----- RECORDS FOR THIS TASK

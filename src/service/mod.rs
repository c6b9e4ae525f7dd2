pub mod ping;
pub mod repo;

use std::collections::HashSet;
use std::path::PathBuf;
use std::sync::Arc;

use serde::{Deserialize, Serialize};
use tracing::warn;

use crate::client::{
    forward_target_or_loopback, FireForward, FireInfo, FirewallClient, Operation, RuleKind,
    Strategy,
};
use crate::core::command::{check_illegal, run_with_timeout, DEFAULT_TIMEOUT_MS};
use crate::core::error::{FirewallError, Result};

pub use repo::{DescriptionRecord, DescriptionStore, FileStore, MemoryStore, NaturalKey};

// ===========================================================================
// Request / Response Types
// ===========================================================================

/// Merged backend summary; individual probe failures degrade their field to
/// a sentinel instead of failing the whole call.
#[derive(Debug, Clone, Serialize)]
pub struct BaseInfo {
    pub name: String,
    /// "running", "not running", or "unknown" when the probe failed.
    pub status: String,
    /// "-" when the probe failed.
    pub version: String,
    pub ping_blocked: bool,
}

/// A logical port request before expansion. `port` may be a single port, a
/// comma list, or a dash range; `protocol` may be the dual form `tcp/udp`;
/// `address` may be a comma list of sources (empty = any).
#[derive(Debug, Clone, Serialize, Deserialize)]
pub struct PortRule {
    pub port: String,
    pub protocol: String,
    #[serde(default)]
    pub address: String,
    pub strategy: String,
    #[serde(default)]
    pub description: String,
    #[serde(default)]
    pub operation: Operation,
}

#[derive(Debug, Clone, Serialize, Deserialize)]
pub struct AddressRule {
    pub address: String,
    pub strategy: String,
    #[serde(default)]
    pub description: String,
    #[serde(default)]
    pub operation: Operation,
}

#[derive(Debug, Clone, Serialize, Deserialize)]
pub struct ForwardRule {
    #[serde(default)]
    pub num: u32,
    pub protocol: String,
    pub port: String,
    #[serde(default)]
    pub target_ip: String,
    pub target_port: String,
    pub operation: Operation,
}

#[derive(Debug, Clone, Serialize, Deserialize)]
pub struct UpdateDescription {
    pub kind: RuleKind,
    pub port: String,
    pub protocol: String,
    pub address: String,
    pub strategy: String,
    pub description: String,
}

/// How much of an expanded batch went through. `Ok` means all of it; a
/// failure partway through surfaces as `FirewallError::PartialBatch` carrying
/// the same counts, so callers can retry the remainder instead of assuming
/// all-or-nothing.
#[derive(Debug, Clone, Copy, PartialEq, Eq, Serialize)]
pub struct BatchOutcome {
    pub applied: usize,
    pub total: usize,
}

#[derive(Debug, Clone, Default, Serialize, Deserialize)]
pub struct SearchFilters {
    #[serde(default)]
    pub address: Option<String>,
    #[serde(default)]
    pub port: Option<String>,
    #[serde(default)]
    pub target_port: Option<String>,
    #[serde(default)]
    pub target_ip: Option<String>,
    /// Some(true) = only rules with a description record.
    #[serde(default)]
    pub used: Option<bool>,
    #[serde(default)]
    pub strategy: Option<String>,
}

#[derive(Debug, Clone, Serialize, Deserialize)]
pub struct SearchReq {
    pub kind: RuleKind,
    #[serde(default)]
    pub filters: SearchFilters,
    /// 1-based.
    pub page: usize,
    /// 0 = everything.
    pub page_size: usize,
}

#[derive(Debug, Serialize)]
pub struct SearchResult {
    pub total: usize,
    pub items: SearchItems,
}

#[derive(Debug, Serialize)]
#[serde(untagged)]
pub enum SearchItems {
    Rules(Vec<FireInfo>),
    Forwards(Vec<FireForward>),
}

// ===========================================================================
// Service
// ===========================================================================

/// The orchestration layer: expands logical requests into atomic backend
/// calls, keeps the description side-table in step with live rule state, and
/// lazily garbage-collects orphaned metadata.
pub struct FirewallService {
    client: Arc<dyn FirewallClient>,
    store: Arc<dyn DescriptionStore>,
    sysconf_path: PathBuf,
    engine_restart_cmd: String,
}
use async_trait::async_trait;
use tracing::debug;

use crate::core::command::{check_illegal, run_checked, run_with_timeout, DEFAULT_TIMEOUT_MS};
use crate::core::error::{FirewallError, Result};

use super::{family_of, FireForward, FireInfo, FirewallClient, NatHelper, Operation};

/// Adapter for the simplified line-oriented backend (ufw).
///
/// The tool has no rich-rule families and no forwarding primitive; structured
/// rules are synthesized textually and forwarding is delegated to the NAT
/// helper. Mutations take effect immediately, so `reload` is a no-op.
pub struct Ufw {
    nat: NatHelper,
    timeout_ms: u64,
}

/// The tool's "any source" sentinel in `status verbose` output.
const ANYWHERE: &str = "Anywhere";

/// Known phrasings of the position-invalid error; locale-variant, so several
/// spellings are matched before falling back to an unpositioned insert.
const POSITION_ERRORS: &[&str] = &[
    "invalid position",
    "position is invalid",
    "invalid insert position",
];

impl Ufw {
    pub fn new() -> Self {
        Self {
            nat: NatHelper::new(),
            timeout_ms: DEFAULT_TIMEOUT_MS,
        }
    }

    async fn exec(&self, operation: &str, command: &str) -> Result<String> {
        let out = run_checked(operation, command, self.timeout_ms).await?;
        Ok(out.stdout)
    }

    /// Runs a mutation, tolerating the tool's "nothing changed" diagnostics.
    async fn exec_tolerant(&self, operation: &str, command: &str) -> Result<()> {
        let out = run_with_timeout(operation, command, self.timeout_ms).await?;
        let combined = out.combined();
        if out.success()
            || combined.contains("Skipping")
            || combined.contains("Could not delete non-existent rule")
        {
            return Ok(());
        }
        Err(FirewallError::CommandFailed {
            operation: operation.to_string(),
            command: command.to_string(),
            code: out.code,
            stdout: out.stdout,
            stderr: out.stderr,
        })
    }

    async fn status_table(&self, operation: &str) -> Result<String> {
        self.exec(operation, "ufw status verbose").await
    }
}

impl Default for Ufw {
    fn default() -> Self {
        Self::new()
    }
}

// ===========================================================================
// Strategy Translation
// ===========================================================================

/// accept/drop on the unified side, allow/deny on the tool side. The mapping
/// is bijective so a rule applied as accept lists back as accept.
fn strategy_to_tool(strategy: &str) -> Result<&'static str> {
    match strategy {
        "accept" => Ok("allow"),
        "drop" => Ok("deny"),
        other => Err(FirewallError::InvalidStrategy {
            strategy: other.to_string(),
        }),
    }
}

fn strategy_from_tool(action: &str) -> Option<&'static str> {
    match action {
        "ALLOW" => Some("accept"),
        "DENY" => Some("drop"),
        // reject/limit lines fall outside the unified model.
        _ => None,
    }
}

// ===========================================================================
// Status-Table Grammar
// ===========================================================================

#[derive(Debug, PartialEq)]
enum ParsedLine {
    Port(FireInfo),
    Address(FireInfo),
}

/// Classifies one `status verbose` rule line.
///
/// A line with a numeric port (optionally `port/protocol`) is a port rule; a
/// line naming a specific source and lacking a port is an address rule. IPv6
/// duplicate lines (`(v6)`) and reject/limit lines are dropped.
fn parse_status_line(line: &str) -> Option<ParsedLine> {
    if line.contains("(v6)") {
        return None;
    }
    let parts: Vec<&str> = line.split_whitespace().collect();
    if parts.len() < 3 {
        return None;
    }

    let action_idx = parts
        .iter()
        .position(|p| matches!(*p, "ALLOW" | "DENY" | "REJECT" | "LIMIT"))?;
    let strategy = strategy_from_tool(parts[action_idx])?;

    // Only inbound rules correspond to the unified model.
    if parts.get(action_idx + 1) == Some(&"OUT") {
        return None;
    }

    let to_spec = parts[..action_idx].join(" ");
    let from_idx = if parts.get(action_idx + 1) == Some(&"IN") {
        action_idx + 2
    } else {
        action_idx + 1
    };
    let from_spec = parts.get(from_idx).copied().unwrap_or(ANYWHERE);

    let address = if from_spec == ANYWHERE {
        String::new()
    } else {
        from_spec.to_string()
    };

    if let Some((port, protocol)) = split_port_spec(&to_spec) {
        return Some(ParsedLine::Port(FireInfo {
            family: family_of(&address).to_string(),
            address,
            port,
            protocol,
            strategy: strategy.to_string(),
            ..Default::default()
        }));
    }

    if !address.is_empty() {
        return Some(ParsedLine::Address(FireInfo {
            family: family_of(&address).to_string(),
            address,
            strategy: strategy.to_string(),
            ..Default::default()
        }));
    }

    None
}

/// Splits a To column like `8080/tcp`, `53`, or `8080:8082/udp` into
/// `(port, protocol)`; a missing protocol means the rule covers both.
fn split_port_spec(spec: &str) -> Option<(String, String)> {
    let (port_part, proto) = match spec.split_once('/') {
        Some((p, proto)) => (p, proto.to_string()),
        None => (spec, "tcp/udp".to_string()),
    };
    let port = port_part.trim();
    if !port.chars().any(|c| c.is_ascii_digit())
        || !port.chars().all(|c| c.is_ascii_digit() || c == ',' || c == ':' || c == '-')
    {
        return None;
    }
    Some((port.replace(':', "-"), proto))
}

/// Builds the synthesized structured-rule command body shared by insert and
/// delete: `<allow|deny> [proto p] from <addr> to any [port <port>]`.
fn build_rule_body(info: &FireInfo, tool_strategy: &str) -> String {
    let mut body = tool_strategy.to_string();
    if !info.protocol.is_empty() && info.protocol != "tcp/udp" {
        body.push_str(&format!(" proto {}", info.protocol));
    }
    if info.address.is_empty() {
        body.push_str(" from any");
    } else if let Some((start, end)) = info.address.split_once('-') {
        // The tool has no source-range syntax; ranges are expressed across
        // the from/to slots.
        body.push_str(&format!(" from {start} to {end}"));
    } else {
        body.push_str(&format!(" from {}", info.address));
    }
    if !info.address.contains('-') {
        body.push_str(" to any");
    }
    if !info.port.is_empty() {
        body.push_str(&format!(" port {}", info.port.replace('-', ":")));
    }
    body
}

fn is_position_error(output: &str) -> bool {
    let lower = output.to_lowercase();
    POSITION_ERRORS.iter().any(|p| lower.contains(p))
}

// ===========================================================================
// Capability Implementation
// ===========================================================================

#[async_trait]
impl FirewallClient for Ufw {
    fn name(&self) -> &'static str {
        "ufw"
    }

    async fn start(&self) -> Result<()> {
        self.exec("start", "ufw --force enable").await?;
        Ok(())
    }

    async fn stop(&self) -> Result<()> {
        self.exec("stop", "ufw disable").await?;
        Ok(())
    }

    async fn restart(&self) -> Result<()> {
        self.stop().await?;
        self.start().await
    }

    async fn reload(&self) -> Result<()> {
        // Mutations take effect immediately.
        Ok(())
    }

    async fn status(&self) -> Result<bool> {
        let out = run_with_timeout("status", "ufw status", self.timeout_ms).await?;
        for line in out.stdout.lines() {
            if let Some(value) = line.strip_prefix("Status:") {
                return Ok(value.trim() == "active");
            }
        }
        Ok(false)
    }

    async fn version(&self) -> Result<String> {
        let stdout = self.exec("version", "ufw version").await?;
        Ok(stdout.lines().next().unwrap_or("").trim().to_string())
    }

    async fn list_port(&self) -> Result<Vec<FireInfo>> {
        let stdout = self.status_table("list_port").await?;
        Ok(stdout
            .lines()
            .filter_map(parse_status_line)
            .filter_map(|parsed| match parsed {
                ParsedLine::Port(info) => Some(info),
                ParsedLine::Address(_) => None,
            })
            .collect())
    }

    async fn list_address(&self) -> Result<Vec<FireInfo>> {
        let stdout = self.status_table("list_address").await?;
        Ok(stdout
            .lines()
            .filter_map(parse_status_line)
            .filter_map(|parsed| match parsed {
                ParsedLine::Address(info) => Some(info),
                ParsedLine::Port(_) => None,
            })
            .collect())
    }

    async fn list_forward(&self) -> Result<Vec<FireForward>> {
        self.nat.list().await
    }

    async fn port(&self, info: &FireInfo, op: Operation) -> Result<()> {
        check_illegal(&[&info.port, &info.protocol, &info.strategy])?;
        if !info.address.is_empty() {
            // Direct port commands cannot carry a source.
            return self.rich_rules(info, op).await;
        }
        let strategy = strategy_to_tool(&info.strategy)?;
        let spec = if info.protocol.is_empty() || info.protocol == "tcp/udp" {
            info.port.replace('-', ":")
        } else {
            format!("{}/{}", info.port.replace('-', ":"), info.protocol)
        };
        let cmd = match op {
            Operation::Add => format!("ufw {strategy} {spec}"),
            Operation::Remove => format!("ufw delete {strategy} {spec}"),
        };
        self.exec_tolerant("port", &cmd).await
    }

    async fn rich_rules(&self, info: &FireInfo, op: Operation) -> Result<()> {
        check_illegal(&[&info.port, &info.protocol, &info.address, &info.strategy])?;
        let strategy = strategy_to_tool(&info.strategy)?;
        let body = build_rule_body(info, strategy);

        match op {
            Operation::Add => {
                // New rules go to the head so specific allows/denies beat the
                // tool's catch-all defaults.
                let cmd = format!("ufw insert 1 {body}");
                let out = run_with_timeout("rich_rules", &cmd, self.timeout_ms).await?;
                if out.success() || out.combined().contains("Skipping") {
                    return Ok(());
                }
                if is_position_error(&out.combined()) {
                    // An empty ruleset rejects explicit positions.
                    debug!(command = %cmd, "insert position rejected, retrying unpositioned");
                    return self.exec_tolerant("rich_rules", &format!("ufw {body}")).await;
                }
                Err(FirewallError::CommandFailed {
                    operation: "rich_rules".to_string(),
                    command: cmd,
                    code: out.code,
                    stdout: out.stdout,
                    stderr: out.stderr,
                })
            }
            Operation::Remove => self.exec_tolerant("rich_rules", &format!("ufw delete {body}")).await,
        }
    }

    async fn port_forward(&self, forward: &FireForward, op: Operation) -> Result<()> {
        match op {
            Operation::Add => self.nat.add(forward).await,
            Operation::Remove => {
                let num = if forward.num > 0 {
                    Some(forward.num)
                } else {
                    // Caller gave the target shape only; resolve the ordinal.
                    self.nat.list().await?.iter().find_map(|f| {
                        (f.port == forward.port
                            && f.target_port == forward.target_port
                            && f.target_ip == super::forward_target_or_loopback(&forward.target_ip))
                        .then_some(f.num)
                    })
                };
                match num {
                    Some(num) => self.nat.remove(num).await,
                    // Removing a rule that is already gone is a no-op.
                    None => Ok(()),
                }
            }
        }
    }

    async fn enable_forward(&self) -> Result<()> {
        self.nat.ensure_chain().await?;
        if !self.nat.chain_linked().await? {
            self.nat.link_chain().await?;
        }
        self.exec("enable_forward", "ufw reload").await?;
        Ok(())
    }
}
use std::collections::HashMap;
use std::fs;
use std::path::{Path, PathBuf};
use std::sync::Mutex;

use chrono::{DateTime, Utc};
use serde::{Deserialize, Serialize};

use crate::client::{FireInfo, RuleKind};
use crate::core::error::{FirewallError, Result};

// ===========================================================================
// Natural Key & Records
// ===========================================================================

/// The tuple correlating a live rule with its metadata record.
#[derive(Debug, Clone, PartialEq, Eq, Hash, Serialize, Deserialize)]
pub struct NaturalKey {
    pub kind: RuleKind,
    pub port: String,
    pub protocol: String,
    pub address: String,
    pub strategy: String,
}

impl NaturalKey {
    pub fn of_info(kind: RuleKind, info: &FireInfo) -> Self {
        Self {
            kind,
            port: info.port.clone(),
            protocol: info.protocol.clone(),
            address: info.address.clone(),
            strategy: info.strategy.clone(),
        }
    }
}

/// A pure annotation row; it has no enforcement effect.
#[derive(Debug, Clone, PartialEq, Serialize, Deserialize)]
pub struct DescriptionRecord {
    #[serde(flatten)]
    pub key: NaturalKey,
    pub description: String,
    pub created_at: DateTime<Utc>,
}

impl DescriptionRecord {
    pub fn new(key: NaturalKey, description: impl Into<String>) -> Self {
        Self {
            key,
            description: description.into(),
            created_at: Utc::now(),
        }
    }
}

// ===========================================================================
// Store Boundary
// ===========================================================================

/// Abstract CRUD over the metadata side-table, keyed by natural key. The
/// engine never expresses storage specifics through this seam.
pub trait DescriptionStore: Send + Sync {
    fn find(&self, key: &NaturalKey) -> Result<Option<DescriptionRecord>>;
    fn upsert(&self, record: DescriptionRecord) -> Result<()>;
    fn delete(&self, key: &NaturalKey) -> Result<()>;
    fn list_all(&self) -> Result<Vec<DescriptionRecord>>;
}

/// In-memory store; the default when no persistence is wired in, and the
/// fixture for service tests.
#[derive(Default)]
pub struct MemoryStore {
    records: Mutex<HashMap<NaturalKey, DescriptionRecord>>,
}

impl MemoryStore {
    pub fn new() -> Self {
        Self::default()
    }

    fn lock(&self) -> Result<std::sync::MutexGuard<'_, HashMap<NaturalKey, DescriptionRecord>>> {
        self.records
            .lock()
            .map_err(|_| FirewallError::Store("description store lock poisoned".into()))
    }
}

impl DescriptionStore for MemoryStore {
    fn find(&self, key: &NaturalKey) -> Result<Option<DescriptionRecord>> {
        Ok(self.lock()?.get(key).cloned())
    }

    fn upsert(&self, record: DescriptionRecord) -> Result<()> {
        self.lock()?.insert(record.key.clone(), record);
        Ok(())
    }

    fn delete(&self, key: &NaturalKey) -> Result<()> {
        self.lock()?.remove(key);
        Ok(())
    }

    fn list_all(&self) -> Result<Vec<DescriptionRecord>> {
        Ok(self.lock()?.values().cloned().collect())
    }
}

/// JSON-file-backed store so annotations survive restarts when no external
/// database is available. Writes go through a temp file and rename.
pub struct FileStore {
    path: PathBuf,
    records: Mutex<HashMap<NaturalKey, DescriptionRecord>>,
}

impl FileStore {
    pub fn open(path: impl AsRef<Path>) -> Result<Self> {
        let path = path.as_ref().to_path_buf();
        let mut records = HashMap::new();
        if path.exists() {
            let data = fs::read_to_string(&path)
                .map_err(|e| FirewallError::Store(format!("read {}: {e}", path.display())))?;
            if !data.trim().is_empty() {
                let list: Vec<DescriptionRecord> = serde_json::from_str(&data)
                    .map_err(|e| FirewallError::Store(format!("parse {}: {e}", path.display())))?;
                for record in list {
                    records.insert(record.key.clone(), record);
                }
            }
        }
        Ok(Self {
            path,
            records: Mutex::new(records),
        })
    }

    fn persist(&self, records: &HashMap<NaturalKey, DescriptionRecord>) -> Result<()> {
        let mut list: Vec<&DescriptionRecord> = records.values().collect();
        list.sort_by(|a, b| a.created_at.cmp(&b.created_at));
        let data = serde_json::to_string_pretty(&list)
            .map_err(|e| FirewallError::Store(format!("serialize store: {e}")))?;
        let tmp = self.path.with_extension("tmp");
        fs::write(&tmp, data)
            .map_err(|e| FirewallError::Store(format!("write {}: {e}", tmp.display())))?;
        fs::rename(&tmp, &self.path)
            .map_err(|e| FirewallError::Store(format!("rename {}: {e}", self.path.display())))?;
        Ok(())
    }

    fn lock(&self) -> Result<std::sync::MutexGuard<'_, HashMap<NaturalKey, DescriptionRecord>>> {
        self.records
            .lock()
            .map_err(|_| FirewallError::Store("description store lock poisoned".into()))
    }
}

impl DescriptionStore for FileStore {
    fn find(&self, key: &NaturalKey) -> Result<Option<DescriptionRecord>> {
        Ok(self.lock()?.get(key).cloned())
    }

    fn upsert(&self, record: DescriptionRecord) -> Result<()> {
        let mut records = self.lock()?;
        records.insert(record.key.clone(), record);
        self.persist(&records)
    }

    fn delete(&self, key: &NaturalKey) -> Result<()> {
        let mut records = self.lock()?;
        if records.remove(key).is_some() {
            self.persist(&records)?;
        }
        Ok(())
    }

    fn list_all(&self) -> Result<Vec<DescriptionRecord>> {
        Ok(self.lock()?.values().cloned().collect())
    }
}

----------

- [AIM OF THE TASK]: The reply should hold only how many lines in the material include the word "insert".

- [THE ANSWER]: 8